Humble My Heart, Oh Lord!
Sadly, the past couple of months have been a struggle for me. It has become a constant battle within my heart and I have come to the conclusion that I am horribly inadequate for this mission God has called me to do.
There are many words that others would use to describe me; organized, punctual, perfectionist, hard working, determined, straight forward...qualities often valued by employers. However, the one quality I most need for this
ministry is extremely deficient, patience!
Friday, was probably one of the most difficult days I have had. I arrived at our center at about 7:45 and was greeted with two sick children, two parents missing their duties, one child absent again because of a hung over, drugged out parent, and the discovery that a sponsored parent had once again stolen a piece of equipment from us and pawned it and all this before breakfast had even been served.
I wished I could say I handled it with grace and humility, but shamefully, I did not. My impatient, frustrated, prideful self came out and I immediately set out to right the situation. My wonderful team and husband, listened patiently as I went into action and ranted and raged. I was fed up with ungrateful people! Their children received school supplies, an education, medical care, food, clothes and shoes. Why in the world couldn't they just show up, one day a week and do the small duties they were assigned, to show their gratefulness! How could that drugged up mother not think about what she was doing to her children? Doesn't she want better for her children than what she herself has? Isn't that what a normal parent would want? Stupid me! Didn't I learn my lesson from the first time the parent had stolen from us? I get what I deserve for giving second and third chances. I'm doing all of this and they are just downright ungrateful! Why am I putting myself through this and doing all of this work when they are never going to change! Oh sure, they don't want to do anything, but where is the first place they come when they are sick or their children are sick!
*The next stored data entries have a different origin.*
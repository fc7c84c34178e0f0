//! Session store

use dashmap::DashMap;

use peri_core::types::MachineId;
use peri_protocol::{ProtocolEvent, SessionId, SessionInfo, SessionStatus};

/// One tracked session
#[derive(Debug, Clone)]
pub struct SessionRecord {
    /// Session identifier
    pub id: SessionId,
    /// Machine the session runs on, once known
    pub machine_id: Option<MachineId>,
    /// Last reported status
    pub status: SessionStatus,
    /// Human-readable title, if any
    pub title: Option<String>,
    /// History replay has been requested and is in flight
    pub history_loading: bool,
    /// History replay finished
    pub history_loaded: bool,
}

impl SessionRecord {
    fn placeholder(id: SessionId) -> Self {
        Self {
            id,
            machine_id: None,
            status: SessionStatus::Starting,
            title: None,
            history_loading: false,
            history_loaded: false,
        }
    }
}

/// All known sessions across all machines, keyed by session ID
///
/// Written with per-machine snapshots and protocol-event mutations by the
/// event router; read by the command dispatcher for session-to-machine
/// resolution.
#[derive(Default)]
pub struct SessionStore {
    sessions: DashMap<SessionId, SessionRecord>,
}

impl SessionStore {
    /// Create an empty store
    pub fn new() -> Self {
        Self {
            sessions: DashMap::new(),
        }
    }

    /// Machine that owns a session, if the association is known
    pub fn machine_for(&self, session_id: &SessionId) -> Option<MachineId> {
        self.sessions
            .get(session_id)
            .and_then(|r| r.machine_id.clone())
    }

    /// Replace a machine's session snapshot
    ///
    /// Sessions previously attributed to the machine but absent from the new
    /// list are dropped; history flags of surviving sessions are preserved.
    pub fn replace_snapshot(&self, machine_id: &MachineId, sessions: Vec<SessionInfo>) {
        self.sessions.retain(|id, record| {
            record.machine_id.as_ref() != Some(machine_id)
                || sessions.iter().any(|s| &s.id == id)
        });

        for info in sessions {
            match self.sessions.get_mut(&info.id) {
                Some(mut record) => {
                    record.machine_id = Some(machine_id.clone());
                    record.status = info.status;
                    record.title = info.title;
                }
                None => {
                    self.sessions.insert(
                        info.id.clone(),
                        SessionRecord {
                            id: info.id,
                            machine_id: Some(machine_id.clone()),
                            status: info.status,
                            title: info.title,
                            history_loading: false,
                            history_loaded: false,
                        },
                    );
                }
            }
        }
    }

    /// Apply a protocol event from a machine's connection
    pub fn apply_event(&self, machine_id: &MachineId, event: &ProtocolEvent) {
        let session_id = event.session_id().clone();
        let mut record = self
            .sessions
            .entry(session_id.clone())
            .or_insert_with(|| SessionRecord::placeholder(session_id));
        if record.machine_id.is_none() {
            record.machine_id = Some(machine_id.clone());
        }

        match event {
            ProtocolEvent::SessionStatusChanged { status, .. } => {
                record.status = *status;
            }
            ProtocolEvent::PermissionRequested(_) => {
                record.status = SessionStatus::WaitingForApproval;
            }
            ProtocolEvent::PermissionResolved { .. } => {
                if record.status == SessionStatus::WaitingForApproval {
                    record.status = SessionStatus::Running;
                }
            }
            // Message and tool-call payloads are rendered elsewhere; only
            // the status association matters here.
            ProtocolEvent::AgentMessage { .. } | ProtocolEvent::ToolCallFinished { .. } => {}
        }
    }

    /// Mark a session's history replay as requested
    ///
    /// Set unconditionally, even when no connection can deliver the
    /// subscription; the flag reflects intent, not delivery.
    pub fn start_history_loading(&self, session_id: &SessionId) {
        let mut record = self
            .sessions
            .entry(session_id.clone())
            .or_insert_with(|| SessionRecord::placeholder(session_id.clone()));
        record.history_loading = true;
        record.history_loaded = false;
    }

    /// Mark a session's history replay as finished
    pub fn finish_history_loading(&self, session_id: &SessionId) {
        if let Some(mut record) = self.sessions.get_mut(session_id) {
            record.history_loading = false;
            record.history_loaded = true;
        }
    }

    /// Get a session by ID
    pub fn get(&self, session_id: &SessionId) -> Option<SessionRecord> {
        self.sessions.get(session_id).map(|r| r.clone())
    }

    /// List all sessions
    pub fn list(&self) -> Vec<SessionRecord> {
        self.sessions.iter().map(|r| r.clone()).collect()
    }

    /// Number of sessions
    pub fn len(&self) -> usize {
        self.sessions.len()
    }

    /// Check if the store is empty
    pub fn is_empty(&self) -> bool {
        self.sessions.is_empty()
    }
}

#[cfg(test)]
mod tests {
    use super::*;

    fn info(id: &str, status: SessionStatus) -> SessionInfo {
        SessionInfo {
            id: SessionId::new(id),
            status,
            title: None,
        }
    }

    #[test]
    fn test_snapshot_replaces_machine_sessions() {
        let store = SessionStore::new();
        let m1 = MachineId::new("m1");
        let m2 = MachineId::new("m2");

        store.replace_snapshot(
            &m1,
            vec![
                info("s1", SessionStatus::Running),
                info("s2", SessionStatus::Completed),
            ],
        );
        store.replace_snapshot(&m2, vec![info("s3", SessionStatus::Running)]);

        // s2 is gone from m1's next snapshot; m2's sessions are untouched
        store.replace_snapshot(&m1, vec![info("s1", SessionStatus::WaitingForInput)]);

        assert_eq!(store.len(), 2);
        assert!(store.get(&SessionId::new("s2")).is_none());
        assert_eq!(
            store.get(&SessionId::new("s1")).unwrap().status,
            SessionStatus::WaitingForInput
        );
        assert_eq!(store.machine_for(&SessionId::new("s3")), Some(m2));
    }

    #[test]
    fn test_snapshot_preserves_history_flags() {
        let store = SessionStore::new();
        let m1 = MachineId::new("m1");
        let s1 = SessionId::new("s1");

        store.replace_snapshot(&m1, vec![info("s1", SessionStatus::Running)]);
        store.start_history_loading(&s1);
        store.finish_history_loading(&s1);

        store.replace_snapshot(&m1, vec![info("s1", SessionStatus::Running)]);
        assert!(store.get(&s1).unwrap().history_loaded);
    }

    #[test]
    fn test_apply_event_learns_machine_association() {
        let store = SessionStore::new();
        let m1 = MachineId::new("m1");

        store.apply_event(
            &m1,
            &ProtocolEvent::SessionStatusChanged {
                session_id: SessionId::new("s1"),
                status: SessionStatus::Running,
            },
        );

        assert_eq!(store.machine_for(&SessionId::new("s1")), Some(m1));
    }

    #[test]
    fn test_permission_events_toggle_waiting_status() {
        let store = SessionStore::new();
        let m1 = MachineId::new("m1");
        let s1 = SessionId::new("s1");

        store.apply_event(
            &m1,
            &ProtocolEvent::PermissionRequested(peri_protocol::PermissionRequest {
                session_id: s1.clone(),
                request_id: "r1".to_string(),
                tool_call_id: "tc1".to_string(),
                tool_name: "bash".to_string(),
                risk_level: peri_protocol::RiskLevel::Low,
                expires_at: None,
            }),
        );
        assert_eq!(
            store.get(&s1).unwrap().status,
            SessionStatus::WaitingForApproval
        );

        store.apply_event(
            &m1,
            &ProtocolEvent::PermissionResolved {
                session_id: s1.clone(),
                request_id: "r1".to_string(),
            },
        );
        assert_eq!(store.get(&s1).unwrap().status, SessionStatus::Running);
    }

    #[test]
    fn test_history_loading_without_session() {
        let store = SessionStore::new();
        let s1 = SessionId::new("s1");

        store.start_history_loading(&s1);

        let record = store.get(&s1).unwrap();
        assert!(record.history_loading);
        assert!(record.machine_id.is_none());
    }
}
Yes, all of those thoughts and words came from me. A woman claiming to be a missionary and the hands and feet of Christ. Yet, here I was, committing the first sin, pride. How does pride fit into this picture you might ask.
God has blessed me abundantly. He blesses me every minute, every second of everyday! Instead of praising God for those blessings and seeking to bless others, I walked around in pride and looked down on others and passed judgement on their thoughts and actions. Why couldn't they think and act like I do, like what a normal person would do? In my prideful state I was acting as if everything I had was mine, as if everything I had given to them was coming from me, as if Lilia's Place was my accomplishment instead of God's.
When did I come to this realization? Not until the day was over and I was driving home and listening to a podcast of one of my favorite ministers. There is a law that states, what is up, must come down and God was bringing me down from my pedestal pretty quickly. I had spent the day in complete frustration because I was dealing with people who just didn't want to improve. What I had failed to see was that we were ALL broken people brought together by God for a purpose. The fact that I am not a mother who has missed her assignment because her infant child has slept on the streets all night and has woken up with a fever, or that I am not a drug addict and can no longer think clearly or that I do not have to steal to feed my children is not because of who I am, but because of God! He is the one who, for reasons beyond my comprehension, has decided to bless me. God must have been looking at me in the same way I was looking at those He had sent me to serve.
I have spent the night and all day in prayer asking God to humble my heart. I have told God that I do not know what to do, that this thing is too big for me, how can I do your bidding when I am myself so broken and incompetent?
His answer, "Yes, my child, it is too big for you, but not for me! Where you lack, I overflow!"
Pride is a deceitful master. My fervent prayer is that I will not forget my true master and that I will stay focused on those He has sent me to serve and that I will look at them through His eyes and not my own. When I bring glory to God only then can I be a true blessing to others.
Who knows, maybe one day somebody will describe me as patient, hey quit laughing, it could happen. After all, everything is possible through God!